The Music Man

Book, music and lyrics by Meredith Wilson, story by Meredith Wilson and Franklin Lacey
In association with Paul Elliott and Duncan C Weldon
Chichester Festival Theatre

Production photo

It is with admiration, and not a comment on his character, that I say Brian Conley must have been born to play this fraudster, conman Professor Harold Hill. His persuasive powers and cheeky charm could easily attract the birds from the trees and the money from your pocket, leaving you with armfuls of goods that you didn’t know you wanted.

In this show, with a mixture of charisma, dodgy logic and fast talking, he manages to persuade the good citizens of River City, Iowa, that their children will come to no good unless they form a brass band under his leadership, and he hopes that he will be long gone before they discover that his musical expertise is sadly lacking – a fact verified by Conley’s final brave attempt to play trombone.

Every facet of this show is a surprise and delight. The musicians revealed perched high above the stage are suddenly replaced by a tiny train chugging its way across the American mid-West, then focus shifts to the travellers, salesmen all, jolted and swaying on their journey and about to try their sales technique in yet another town. The first song is practically a monologue – a warning about Harold Hill - and is more a animated rhythm than a tune, but in fact there is infinite variety of music within the show from the famous 76 Trombones and the wistfully and lyrically romantic Goodnight My Someone, to the Pick a Little, Talk a Little song, comically illustrated by the chattering ladies behaving like chickens.

Beautifully voiced Scarlett Strallen is Marion, the librarian who can see through Hill but falls for him anyway, and her younger sister Zizi plays the mayor’s daughter, also in the throes of a young love that her father considers unsuitable. I did sometimes find it a little hard to distinguish the words in the high-pitched voice adopted for the character, but (like her sister) what a fabulous dancer, particularly beautiful in the romantic ballet by the lovers’ footbridge, where Howard Harrison’s lighting effects enhanced the mood to perfection.

In this sparkling production director Rachel Kavanaugh keeps attention firmly focused throughout the many changes, and Stephen Mears brilliantly inventive choreography is as full of variety as the music – apart, perhaps from the townspeople who react as one, keeping the rhythm of the music, mostly with their marching feet.

Sir Harry Secombe’s daughter Katy manages to be motherly, comical and appealing all at the same time, and Jenny Galloway stands out as a comically imposing Eulalie, the mayor’s wife, leading her smock-clad ‘ladies’ in a dance, or appearing on Independence Day dressed as the US flag, while young Eddie Manning evokes compassion and sympathy - and delight at his final triumph when the young shy boy overcomes his lisp thanks to discovering a talent for music.

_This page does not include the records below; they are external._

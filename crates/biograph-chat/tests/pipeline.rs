//! End-to-end query scenarios over the in-process graph and model doubles.

use std::collections::HashMap;
use std::sync::Arc;

use futures::StreamExt;

use biograph_chat::{Session, SessionError, SessionState};
use biograph_core::{ContextPolicy, ConversationId, MaxTokens, Settings, CONTEXT_UNAVAILABLE_MARKER};
use biograph_graph::memory::MemoryGraph;
use biograph_graph::GraphError;
use biograph_llm::mock::ScriptedModel;
use biograph_llm::ModelError;

fn settings(overrides: &[(&str, &str)]) -> Arc<Settings> {
    let mut vars: HashMap<String, String> = [
        ("BIOGRAPH_NEO4J__URI", "bolt://localhost:7687"),
        ("BIOGRAPH_NEO4J__USER", "neo4j"),
        ("BIOGRAPH_NEO4J__PASSWORD", "test"),
        ("BIOGRAPH_MODEL__NAME", "gpt-4o"),
        ("BIOGRAPH_MODEL__API_KEY", "sk-test"),
        ("BIOGRAPH_MODEL__TEMPERATURE", "0"),
        ("BIOGRAPH_MODEL__MAX_TOKENS", "2000"),
        ("BIOGRAPH_NEO4J__TIMEOUT_SECS", "0.2"),
    ]
    .into_iter()
    .map(|(k, v)| (k.to_string(), v.to_string()))
    .collect();
    for (k, v) in overrides {
        vars.insert(k.to_string(), v.to_string());
    }
    Arc::new(Settings::from_env_map(vars).unwrap())
}

async fn open(
    settings: &Arc<Settings>,
    graph: MemoryGraph,
    model: ScriptedModel,
) -> (Session, Arc<ScriptedModel>) {
    let model = Arc::new(model);
    let session = Session::open(ConversationId::new(), Arc::clone(settings), Arc::new(graph), model.clone())
        .await
        .unwrap();
    (session, model)
}

#[tokio::test]
async fn test_answer_without_graph_context() {
    let settings = settings(&[]);
    assert_eq!(settings.model_name, "gpt-4o");
    assert_eq!(settings.temperature, 0.0);
    assert_eq!(settings.max_tokens, MaxTokens::Limited(2000));

    let (session, model) = open(
        &settings,
        MemoryGraph::new(Vec::<String>::new()),
        ScriptedModel::new("gpt-4o").reply("DNA is the molecule that carries genetic information."),
    )
    .await;

    let answer = session.ask("What is DNA?").await.unwrap();
    assert!(!answer.is_empty());

    let prompt = model.last_prompt().unwrap();
    assert!(prompt.user().contains("no context available"));
    assert!(!prompt.user().contains(CONTEXT_UNAVAILABLE_MARKER));
    assert!(prompt.user().contains("What is DNA?"));
    assert_eq!(session.info().degraded_contexts, 0);
}

#[tokio::test]
async fn test_graph_facts_reach_the_prompt_in_order() {
    let (session, model) = open(
        &settings(&[]),
        MemoryGraph::new([
            "RORA -[ASSOCIATED_WITH]-> childhood-onset asthma",
            "RORA -[EXPRESSED_IN]-> lung",
            "BRCA1 -[ASSOCIATED_WITH]-> breast cancer",
        ]),
        ScriptedModel::new("gpt-4o").reply("answer"),
    )
    .await;

    session.ask("Which diseases involve RORA?").await.unwrap();

    let user = model.last_prompt().unwrap().user().to_string();
    let first = user.find("- RORA -[ASSOCIATED_WITH]-> childhood-onset asthma").unwrap();
    let second = user.find("- RORA -[EXPRESSED_IN]-> lung").unwrap();
    assert!(first < second);
    assert!(!user.contains("BRCA1"));
    assert!(!user.contains("no context available"));
}

#[tokio::test]
async fn test_stream_failure_after_partial_answer() {
    let (session, _) = open(
        &settings(&[]),
        MemoryGraph::new(Vec::<String>::new()),
        ScriptedModel::new("gpt-4o")
            .chunks_then_fail(["DNA ", "is "], ModelError::Unavailable("connection reset".into()))
            .reply("recovered"),
    )
    .await;

    let mut stream = session.ask_stream("What is DNA?").await.unwrap();
    let mut received = Vec::new();
    let mut failure = None;
    while let Some(item) = stream.next().await {
        match item {
            Ok(chunk) => received.push(chunk),
            Err(e) => failure = Some(e),
        }
    }

    assert_eq!(received, vec!["DNA ", "is "]);
    assert!(matches!(
        failure,
        Some(SessionError::Model(ModelError::Unavailable(_)))
    ));
    assert_eq!(session.state(), SessionState::Ready);
    assert_eq!(session.info().queries_processed, 0);

    assert_eq!(session.ask("again").await.unwrap(), "recovered");
}

#[tokio::test]
async fn test_streamed_answer_matches_chunks() {
    let (session, _) = open(
        &settings(&[]),
        MemoryGraph::new(Vec::<String>::new()),
        ScriptedModel::new("gpt-4o").chunks(["Asthma ", "is ", "a ", "chronic ", "disease."]),
    )
    .await;

    let stream = session.ask_stream("What is asthma?").await.unwrap();
    assert_eq!(
        stream.collect_text().await.unwrap(),
        "Asthma is a chronic disease."
    );
    assert_eq!(session.state(), SessionState::Ready);
    assert_eq!(session.info().queries_processed, 1);
}

#[tokio::test]
async fn test_degraded_graph_still_answers() {
    let settings = settings(&[]);
    assert_eq!(settings.context_policy, ContextPolicy::Degrade);

    let (session, model) = open(
        &settings,
        MemoryGraph::new(["RORA -[ASSOCIATED_WITH]-> asthma"]).failing("index offline"),
        ScriptedModel::new("gpt-4o").reply("general answer"),
    )
    .await;

    assert_eq!(session.ask("Tell me about RORA").await.unwrap(), "general answer");
    let user = model.last_prompt().unwrap().user().to_string();
    assert!(user.contains(CONTEXT_UNAVAILABLE_MARKER));
    assert!(!user.contains("RORA -[ASSOCIATED_WITH]-> asthma"));
    assert_eq!(session.info().degraded_contexts, 1);
}

#[tokio::test]
async fn test_fatal_graph_policy_fails_the_query() {
    let (session, model) = open(
        &settings(&[("BIOGRAPH_CONTEXT__POLICY", "fatal")]),
        MemoryGraph::new(Vec::<String>::new()).hanging(),
        ScriptedModel::new("gpt-4o").reply("unused"),
    )
    .await;

    let err = session.ask("Tell me about RORA").await.unwrap_err();
    assert!(matches!(err, SessionError::Graph(GraphError::Timeout { .. })));
    assert_eq!(model.calls(), 0);
    assert_eq!(session.state(), SessionState::Ready);
}

#[tokio::test]
async fn test_template_markers_in_query_are_literal() {
    let (session, model) = open(
        &settings(&[]),
        MemoryGraph::new(Vec::<String>::new()),
        ScriptedModel::new("gpt-4o").reply("ok"),
    )
    .await;

    session.ask("Explain {graph_context} and {query}").await.unwrap();
    let user = model.last_prompt().unwrap().user().to_string();
    assert!(user.contains("Explain {graph_context} and {query}"));
    assert_eq!(user.matches("no context available").count(), 1);
}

This is a show which reaches out to its audience, wrapping them in a warm and happy glow which lasts long after the seventy six trombones have marched off into the distance – and what a finale! The whole company, including the musical director, decked out in their splendid band uniforms, brought the people of Chichester (not known for giving praise lightly) to their feet in a spontaneous standing ovation. Wonderful!